*SOURCE INFORMATION*
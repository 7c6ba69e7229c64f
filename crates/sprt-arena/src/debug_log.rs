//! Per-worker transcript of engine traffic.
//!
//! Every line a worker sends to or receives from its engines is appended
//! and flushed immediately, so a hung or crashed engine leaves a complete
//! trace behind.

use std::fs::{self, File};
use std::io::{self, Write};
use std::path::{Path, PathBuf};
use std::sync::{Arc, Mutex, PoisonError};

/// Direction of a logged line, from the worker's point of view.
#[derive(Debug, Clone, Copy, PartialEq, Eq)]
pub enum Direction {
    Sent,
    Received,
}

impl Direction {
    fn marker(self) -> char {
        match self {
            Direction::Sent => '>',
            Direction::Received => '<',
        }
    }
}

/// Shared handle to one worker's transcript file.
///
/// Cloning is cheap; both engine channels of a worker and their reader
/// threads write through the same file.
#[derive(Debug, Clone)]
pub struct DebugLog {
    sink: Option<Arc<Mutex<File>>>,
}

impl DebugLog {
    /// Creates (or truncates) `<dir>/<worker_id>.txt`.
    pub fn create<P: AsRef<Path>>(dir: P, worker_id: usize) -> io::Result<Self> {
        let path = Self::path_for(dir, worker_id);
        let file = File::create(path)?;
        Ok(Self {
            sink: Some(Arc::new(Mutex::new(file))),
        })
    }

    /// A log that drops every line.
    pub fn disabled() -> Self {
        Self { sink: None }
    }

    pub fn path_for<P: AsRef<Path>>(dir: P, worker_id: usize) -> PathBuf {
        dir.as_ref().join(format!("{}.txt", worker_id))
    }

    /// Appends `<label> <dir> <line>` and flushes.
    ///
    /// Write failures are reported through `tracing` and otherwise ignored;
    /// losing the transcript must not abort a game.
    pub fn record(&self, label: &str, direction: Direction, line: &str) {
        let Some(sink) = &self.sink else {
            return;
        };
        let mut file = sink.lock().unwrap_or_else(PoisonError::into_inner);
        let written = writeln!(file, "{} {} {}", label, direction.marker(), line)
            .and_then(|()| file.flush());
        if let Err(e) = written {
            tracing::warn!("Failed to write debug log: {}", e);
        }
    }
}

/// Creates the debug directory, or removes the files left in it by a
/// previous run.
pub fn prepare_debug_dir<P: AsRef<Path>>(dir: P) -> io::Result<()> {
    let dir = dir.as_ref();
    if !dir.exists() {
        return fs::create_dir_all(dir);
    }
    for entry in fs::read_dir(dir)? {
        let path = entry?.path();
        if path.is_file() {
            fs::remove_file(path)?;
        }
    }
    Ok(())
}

*DESCRIPTION OF THE TASK*
Take each line above that contains "derive" and copy it out.

*ANSWER SECTION*
#[derive(Debug, Clone, Copy, PartialEq, Eq)]
#[derive(Debug, Clone)]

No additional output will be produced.